Godsdamn Greenyham, too. Some people had no grasp, no grasp at all. They were so… small .

Using the clacks like that was stupid, but allowing a bottom-feeder like Horsefry to find out about it was indefensible. It was silly. Silly small people with the arrogance of kings, running their little swindles, smiling at the people they stole from, and not understanding money at all.

And stupid, pig-like Horsefry had come running here. That made it a little tricky. The door was soundproofed, the carpet was easily replaceable and, of course, Igors were renowned for their discretion, but almost certainly someone unseen had watched the man walk in and therefore it was prudent to ensure that he walked out.

‘Y’r a goo’ man, Reacher Gilt,’ Horsefry hiccuped, waving the brandy glass unsteadily now that it was almost empty again. He put it down on a small table with the exaggerated care of a drunk, but since it was the wrong one of three images of the table sliding back and forth across his vision the glass smashed on the carpet.

‘Sor’ ‘bout that,’ he slurred. ‘Y’r a goo’ man, so I’m goin’ to gi’ you this. Can’t keep it inna house, can’t keep it, not wi’ Vetininararari’s spies on to me. Can’t burn it neither, ‘sgot everything in it. All the little… transactions. Ver’ important. Can’t trust the others, they hate me. You take care of it, eh?’

He pulled out a battered red journal and proffered it unsteadily. Gilt took it, and flicked it open. His eye ran down the entries.

‘You wrote everything down, Crispin?’ he said. ‘Why?’
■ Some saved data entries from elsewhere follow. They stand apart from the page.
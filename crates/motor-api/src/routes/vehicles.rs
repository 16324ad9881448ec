//! VIN lookup routes.
//!
//! ## Routes
//!
//! - `GET /v1/vehicles?vin={vin}` - List vehicle/engine configurations for a VIN

use std::sync::Arc;

use axum::extract::rejection::QueryRejection;
use axum::extract::{Query, State};
use axum::routing::get;
use axum::{Json, Router};
use serde::Deserialize;
use utoipa::IntoParams;

use motor_core::vehicle::VehicleToEngineConfig;

use crate::context::RequestContext;
use crate::error::{ApiError, ApiResult};
use crate::server::AppState;

/// Query parameters for VIN lookups.
#[derive(Debug, Deserialize, IntoParams)]
#[into_params(parameter_in = Query)]
pub struct VinQuery {
    /// Vehicle identification number.
    pub vin: String,
}

/// Creates VIN lookup routes.
pub fn routes() -> Router<Arc<AppState>> {
    Router::new().route("/v1/vehicles", get(find_vehicle_to_engine_configs))
}

/// Find the vehicle/engine configurations matching a VIN.
///
/// GET /v1/vehicles?vin={vin}
#[utoipa::path(
    get,
    path = "/v1/vehicles",
    tag = "Motor",
    operation_id = "find_vehicle_to_engine_configs",
    params(VinQuery),
    responses(
        (status = 200, description = "OK", body = [VehicleToEngineConfig]),
    )
)]
pub async fn find_vehicle_to_engine_configs(
    ctx: RequestContext,
    State(state): State<Arc<AppState>>,
    query: Result<Query<VinQuery>, QueryRejection>,
) -> ApiResult<Json<Vec<VehicleToEngineConfig>>> {
    let Query(VinQuery { vin }) =
        query.map_err(|e| ApiError::from(e).with_request_id(&ctx.request_id))?;

    let configs = state
        .backend()
        .find_vehicle_to_engine_configs(&vin)
        .await
        .map_err(|e| ApiError::from(e).with_request_id(&ctx.request_id))?;

    Ok(Json(configs))
}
Crispin looked appalled. ‘Got to keep records, Reacher,’ he said. ‘Can’t cover y’tracks if you don’t know where y’left ‘em. Then… can put it all back, see, hardly a crime at all.’ He tried to tap the side of his nose, and missed.

‘I shall look after it with great care, Crispin,’ said Gilt. ‘You were very wise to bring it to me.’

‘That means a lot t’me, Reacher,’ said Crispin, now heading for the maudlin stage. ‘You take me serioussoussly, not like Greenyham and his pals. I take the risks, then they treat me like drit. I mean dirt. Bloody goo’ chap, you are. ‘sfunny, y’know, you havin’ an Igor, bloody goo’ chap like you, ‘cos—’ He belched hugely, “cos I heard that Igors only worked for mad chaps. Tot’ly bonkers chaps, y’know, and vampires and whatnot, people who’re a few pennies short of a picnic. Nothing against your man, mark you, he looks a bloody fine fellow, hahaha, several bloody fine fellows… ’

Readier Gilt pulled him up gently. ‘You’re drunk, Crispin,’ he said. ‘And too talkative. Now, what I’m going to do is call Igor—’

‘Yeth, thur?’ said Igor behind him. It was the kind of service few could afford.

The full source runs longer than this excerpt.